[Action item]: Across all the records below, how many lines contain "keep"? Respond with only the number.

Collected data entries
___

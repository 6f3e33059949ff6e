//! CLI error handling

use std::fmt;

use lobup_errors::UserFacingError;

/// CLI-specific error type
#[derive(Debug)]
pub enum CliError {
    /// Configuration error
    Config(lobup_errors::Error),
    /// Pipeline error
    Upload(lobup_errors::Error),
    /// Invalid command arguments or input files
    InvalidArguments(String),
    /// I/O error
    Io(std::io::Error),
}

impl CliError {
    /// Process exit code for this error
    pub fn exit_code(&self) -> i32 {
        match self {
            CliError::Upload(lobup_errors::Error::Cancelled) => 130,
            CliError::InvalidArguments(_) => 2,
            _ => 1,
        }
    }
}

impl fmt::Display for CliError {
    fn fmt(&self, f: &mut fmt::Formatter<'_>) -> fmt::Result {
        match self {
            CliError::Config(e) => write!(f, "Configuration error: {e}"),
            CliError::Upload(e) => {
                let message = e.user_message();
                write!(f, "{message}")?;
                if let Some(code) = e.user_code() {
                    write!(f, "\n  Code: {code}")?;
                }
                if let Some(hint) = e.user_hint() {
                    write!(f, "\n  Hint: {hint}")?;
                }
                if e.is_retryable() {
                    write!(f, "\n  Retry: safe to retry this upload.")?;
                }
                Ok(())
            }
            CliError::InvalidArguments(msg) => write!(f, "Invalid arguments: {msg}"),
            CliError::Io(e) => write!(f, "I/O error: {e}"),
        }
    }
}

impl std::error::Error for CliError {
    fn source(&self) -> Option<&(dyn std::error::Error + 'static)> {
        match self {
            CliError::Config(e) | CliError::Upload(e) => Some(e),
            CliError::Io(e) => Some(e),
            CliError::InvalidArguments(_) => None,
        }
    }
}

impl From<lobup_errors::Error> for CliError {
    fn from(e: lobup_errors::Error) -> Self {
        match e {
            lobup_errors::Error::Config(_) => CliError::Config(e),
            other => CliError::Upload(other),
        }
    }
}

impl From<std::io::Error> for CliError {
    fn from(e: std::io::Error) -> Self {
        CliError::Io(e)
    }
}
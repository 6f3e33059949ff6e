//! Integration tests for config

#[cfg(test)]
mod tests {
    use lobup_config::*;
    use std::io::Write;
    use std::sync::Mutex;
    use tempfile::NamedTempFile;

    // Mutex to ensure env var tests don't run concurrently
    static ENV_TEST_MUTEX: Mutex<()> = Mutex::new(());

    fn clear_env() {
        for var in [
            "LOBUP_REGISTRY_URL",
            "LOBUP_CHUNK_SIZE",
            "LOBUP_RENEWAL_FAILURE",
            "LOBUP_SCRATCH_DIR",
        ] {
            std::env::remove_var(var);
        }
    }

    #[tokio::test]
    async fn test_load_config_from_file() {
        let mut temp_file = NamedTempFile::new().unwrap();
        writeln!(
            temp_file,
            r#"
[registry]
base_url = "https://registry.test/beta"

[upload]
chunk_size = 1048576
renewal_failure = "abort"

[polling]
max_attempts = 10
processing_interval_secs = 1
        "#
        )
        .unwrap();

        let config = Config::load_from_file(temp_file.path()).await.unwrap();
        assert_eq!(config.registry.base_url, "https://registry.test/beta");
        assert_eq!(config.upload.chunk_size, 1_048_576);
        assert_eq!(config.upload.renewal_failure, RenewalFailure::Abort);
        assert_eq!(config.polling.max_attempts, 10);
        assert_eq!(config.polling.processing_interval_secs, 1);
        // Untouched sections keep their defaults
        assert_eq!(config.polling.negotiation_interval_secs, 10);
        assert_eq!(config.upload.max_chunk_attempts, 5);
    }

    #[tokio::test]
    async fn test_invalid_file_values_are_rejected() {
        let mut temp_file = NamedTempFile::new().unwrap();
        writeln!(temp_file, "[upload]\nchunk_size = 0").unwrap();
        assert!(Config::load_from_file(temp_file.path()).await.is_err());

        let missing = Config::load_from_file(std::path::Path::new("/nonexistent/lobup.toml")).await;
        assert!(missing.is_err());
    }

    #[test]
    fn test_merge_env() {
        let _guard = ENV_TEST_MUTEX.lock().unwrap();
        clear_env();

        std::env::set_var("LOBUP_REGISTRY_URL", "http://127.0.0.1:9999");
        std::env::set_var("LOBUP_CHUNK_SIZE", "2097152");
        std::env::set_var("LOBUP_RENEWAL_FAILURE", "abort");

        let mut config = Config::default();
        config.merge_env().unwrap();

        assert_eq!(config.registry.base_url, "http://127.0.0.1:9999");
        assert_eq!(config.upload.chunk_size, 2_097_152);
        assert_eq!(config.upload.renewal_failure, RenewalFailure::Abort);

        clear_env();
    }

    #[test]
    fn test_invalid_env_value() {
        let _guard = ENV_TEST_MUTEX.lock().unwrap();
        clear_env();

        std::env::set_var("LOBUP_RENEWAL_FAILURE", "sometimes");

        let mut config = Config::default();
        assert!(config.merge_env().is_err());

        clear_env();
    }
}
//! Object storage (block blob) error types

use std::borrow::Cow;

use crate::UserFacingError;
use thiserror::Error;

#[derive(Debug, Clone, Error)]
#[cfg_attr(feature = "serde", derive(serde::Serialize, serde::Deserialize))]
#[non_exhaustive]
pub enum BlobError {
    #[error("chunk {chunk_index} failed after {attempts} attempt(s){}: {message}", status_suffix(*.status))]
    ChunkUploadFailed {
        chunk_index: usize,
        status: Option<u16>,
        attempts: u32,
        message: String,
    },

    #[error("block list commit failed after {attempts} attempt(s){}: {message}", status_suffix(*.status))]
    BlockCommitFailed {
        status: Option<u16>,
        attempts: u32,
        message: String,
    },

    #[error("storage URI renewal failed: {message}")]
    RenewalFailed { message: String },

    #[error("invalid storage URI: {message}")]
    InvalidSasUri { message: String },
}

fn status_suffix(status: Option<u16>) -> String {
    status.map(|s| format!(" (HTTP {s})")).unwrap_or_default()
}

impl UserFacingError for BlobError {
    fn user_message(&self) -> Cow<'_, str> {
        Cow::Owned(self.to_string())
    }

    fn user_hint(&self) -> Option<&'static str> {
        match self {
            Self::ChunkUploadFailed { .. } | Self::BlockCommitFailed { .. } => Some(
                "The upload must restart from the first chunk; the remote application may need manual cleanup.",
            ),
            Self::RenewalFailed { .. } => {
                Some("Set `upload.renewal_failure = \"continue\"` to keep uploading with the previous URI.")
            }
            Self::InvalidSasUri { .. } => None,
        }
    }

    fn is_retryable(&self) -> bool {
        !matches!(self, Self::InvalidSasUri { .. })
    }

    fn user_code(&self) -> Option<&'static str> {
        let code = match self {
            Self::ChunkUploadFailed { .. } => "storage.chunk_upload_failed",
            Self::BlockCommitFailed { .. } => "storage.block_commit_failed",
            Self::RenewalFailed { .. } => "storage.renewal_failed",
            Self::InvalidSasUri { .. } => "storage.invalid_sas_uri",
        };
        Some(code)
    }
}
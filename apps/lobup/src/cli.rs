//! Command line interface definition

use clap::{Parser, Subcommand};
use std::path::PathBuf;

/// lobup - upload encrypted Win32 app packages
#[derive(Parser)]
#[command(name = "lobup")]
#[command(version = env!("CARGO_PKG_VERSION"))]
#[command(about = "Upload encrypted Win32 application packages to a device-management service")]
#[command(long_about = None)]
pub struct Cli {
    #[command(subcommand)]
    pub command: Commands,

    #[command(flatten)]
    pub global: GlobalArgs,
}

/// Global arguments available for all commands
#[derive(Parser)]
pub struct GlobalArgs {
    /// Output in JSON format
    #[arg(long, global = true)]
    pub json: bool,

    /// Enable debug logging
    #[arg(long, global = true)]
    pub debug: bool,

    /// Disable colored output
    #[arg(long, global = true)]
    pub no_color: bool,

    /// Use alternate config file
    #[arg(long, global = true, value_name = "PATH")]
    pub config: Option<PathBuf>,
}

/// Available commands
#[derive(Subcommand)]
pub enum Commands {
    /// Create an application and upload a package archive as its content
    Upload {
        /// Package archive (.intunewin)
        archive: PathBuf,

        /// Application descriptor (TOML or JSON)
        #[arg(long, value_name = "FILE")]
        app: PathBuf,

        /// Bearer token for the registry API
        #[arg(long, env = "LOBUP_TOKEN", hide_env_values = true)]
        token: Option<String>,

        /// Override the registry base URL
        #[arg(long, value_name = "URL")]
        registry_url: Option<String>,

        /// Override the chunk size in bytes
        #[arg(long, value_name = "BYTES")]
        chunk_size: Option<u64>,
    },

    /// Show the manifest of a package archive without uploading it
    Inspect {
        /// Package archive (.intunewin)
        archive: PathBuf,
    },
}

___

[Your solution]: 2